-- THE DATA follows --

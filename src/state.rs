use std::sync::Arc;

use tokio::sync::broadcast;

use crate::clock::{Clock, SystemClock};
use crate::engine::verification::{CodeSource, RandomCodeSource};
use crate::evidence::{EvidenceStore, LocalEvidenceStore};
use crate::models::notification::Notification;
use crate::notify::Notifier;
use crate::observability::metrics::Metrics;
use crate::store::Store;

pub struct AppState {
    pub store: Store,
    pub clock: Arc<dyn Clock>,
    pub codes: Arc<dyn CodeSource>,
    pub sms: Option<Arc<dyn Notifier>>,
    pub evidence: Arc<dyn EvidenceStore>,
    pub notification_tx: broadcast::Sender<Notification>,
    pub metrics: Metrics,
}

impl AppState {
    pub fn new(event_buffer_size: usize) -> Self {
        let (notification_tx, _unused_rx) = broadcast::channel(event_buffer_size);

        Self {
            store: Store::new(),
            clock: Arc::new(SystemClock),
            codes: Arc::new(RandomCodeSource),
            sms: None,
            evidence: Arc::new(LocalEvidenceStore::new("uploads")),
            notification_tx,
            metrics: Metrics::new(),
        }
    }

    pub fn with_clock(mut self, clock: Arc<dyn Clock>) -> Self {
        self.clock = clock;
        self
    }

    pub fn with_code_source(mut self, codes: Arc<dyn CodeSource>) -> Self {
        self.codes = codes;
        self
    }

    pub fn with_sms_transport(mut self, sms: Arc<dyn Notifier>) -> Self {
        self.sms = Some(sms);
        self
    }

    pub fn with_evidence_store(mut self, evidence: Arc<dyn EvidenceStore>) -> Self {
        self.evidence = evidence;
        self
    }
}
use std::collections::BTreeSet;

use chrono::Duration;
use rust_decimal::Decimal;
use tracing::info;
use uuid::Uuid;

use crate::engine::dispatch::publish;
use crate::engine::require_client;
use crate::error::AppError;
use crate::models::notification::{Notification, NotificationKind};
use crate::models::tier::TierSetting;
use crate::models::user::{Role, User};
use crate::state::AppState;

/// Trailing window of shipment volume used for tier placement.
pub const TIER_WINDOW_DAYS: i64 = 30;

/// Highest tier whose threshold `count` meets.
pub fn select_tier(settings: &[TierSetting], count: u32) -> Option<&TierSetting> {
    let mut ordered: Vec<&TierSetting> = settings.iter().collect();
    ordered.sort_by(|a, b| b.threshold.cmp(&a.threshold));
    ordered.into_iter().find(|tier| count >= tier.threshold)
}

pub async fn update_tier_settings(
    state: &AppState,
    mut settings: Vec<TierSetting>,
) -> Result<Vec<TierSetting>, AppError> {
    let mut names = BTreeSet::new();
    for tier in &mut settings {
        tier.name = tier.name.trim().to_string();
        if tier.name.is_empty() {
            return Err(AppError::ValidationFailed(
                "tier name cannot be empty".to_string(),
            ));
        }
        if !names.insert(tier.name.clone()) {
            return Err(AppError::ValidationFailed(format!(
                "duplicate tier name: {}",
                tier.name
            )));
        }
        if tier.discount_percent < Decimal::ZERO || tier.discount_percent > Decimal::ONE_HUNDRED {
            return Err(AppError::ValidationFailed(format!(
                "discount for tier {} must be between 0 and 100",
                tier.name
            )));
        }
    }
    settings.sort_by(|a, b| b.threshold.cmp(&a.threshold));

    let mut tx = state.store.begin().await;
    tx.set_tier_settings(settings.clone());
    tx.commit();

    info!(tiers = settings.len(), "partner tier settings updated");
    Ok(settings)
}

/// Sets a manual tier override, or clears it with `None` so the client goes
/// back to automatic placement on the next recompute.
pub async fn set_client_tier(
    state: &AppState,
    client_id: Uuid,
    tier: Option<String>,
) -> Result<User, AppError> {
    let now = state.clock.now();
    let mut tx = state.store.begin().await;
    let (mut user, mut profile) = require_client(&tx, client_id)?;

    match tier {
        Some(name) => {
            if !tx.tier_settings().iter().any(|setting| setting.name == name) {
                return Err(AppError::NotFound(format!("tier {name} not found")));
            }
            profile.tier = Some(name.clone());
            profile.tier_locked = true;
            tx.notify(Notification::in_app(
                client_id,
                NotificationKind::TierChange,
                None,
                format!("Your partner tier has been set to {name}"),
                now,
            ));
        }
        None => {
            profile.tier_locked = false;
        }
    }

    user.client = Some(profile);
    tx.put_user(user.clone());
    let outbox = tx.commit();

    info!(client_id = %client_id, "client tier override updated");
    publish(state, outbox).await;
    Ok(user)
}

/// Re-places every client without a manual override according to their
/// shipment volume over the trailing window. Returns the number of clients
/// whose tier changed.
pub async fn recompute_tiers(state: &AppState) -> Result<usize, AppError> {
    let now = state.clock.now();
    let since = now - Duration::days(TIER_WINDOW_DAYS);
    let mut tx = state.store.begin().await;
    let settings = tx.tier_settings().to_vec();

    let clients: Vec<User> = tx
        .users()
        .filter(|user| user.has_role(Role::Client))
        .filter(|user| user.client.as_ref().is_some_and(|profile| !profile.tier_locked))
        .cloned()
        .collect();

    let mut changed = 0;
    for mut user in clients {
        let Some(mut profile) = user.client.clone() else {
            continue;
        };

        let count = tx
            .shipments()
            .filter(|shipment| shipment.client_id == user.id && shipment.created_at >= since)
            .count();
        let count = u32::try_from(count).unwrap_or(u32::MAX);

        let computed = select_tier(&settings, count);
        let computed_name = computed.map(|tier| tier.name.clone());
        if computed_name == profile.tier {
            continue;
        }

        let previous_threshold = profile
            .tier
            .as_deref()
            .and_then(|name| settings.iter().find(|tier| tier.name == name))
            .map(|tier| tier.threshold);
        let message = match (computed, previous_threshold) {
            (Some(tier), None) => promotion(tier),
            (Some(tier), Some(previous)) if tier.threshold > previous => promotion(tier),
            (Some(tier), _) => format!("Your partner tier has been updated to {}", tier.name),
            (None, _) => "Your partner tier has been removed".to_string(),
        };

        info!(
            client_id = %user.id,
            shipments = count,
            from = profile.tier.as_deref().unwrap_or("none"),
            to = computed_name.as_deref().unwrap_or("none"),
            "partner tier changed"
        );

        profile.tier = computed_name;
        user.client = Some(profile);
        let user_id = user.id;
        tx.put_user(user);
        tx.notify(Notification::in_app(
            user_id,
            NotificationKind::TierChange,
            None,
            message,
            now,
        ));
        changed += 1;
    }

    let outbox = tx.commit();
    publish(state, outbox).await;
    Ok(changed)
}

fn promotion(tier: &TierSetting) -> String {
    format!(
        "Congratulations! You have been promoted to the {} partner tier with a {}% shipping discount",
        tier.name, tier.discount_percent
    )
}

-- THE DATA concluded --

EXERCISE REQUIREMENTS
Would you print exactly the lines from the first line of the entries above through the line that has "use crate::models::notification::Notification;", both included, and stop there?

EXERCISE RESULT
filename src/state.rs
use std::sync::Arc;

use tokio::sync::broadcast;

use crate::clock::{Clock, SystemClock};
use crate::engine::verification::{CodeSource, RandomCodeSource};
use crate::evidence::{EvidenceStore, LocalEvidenceStore};
use crate::models::notification::Notification;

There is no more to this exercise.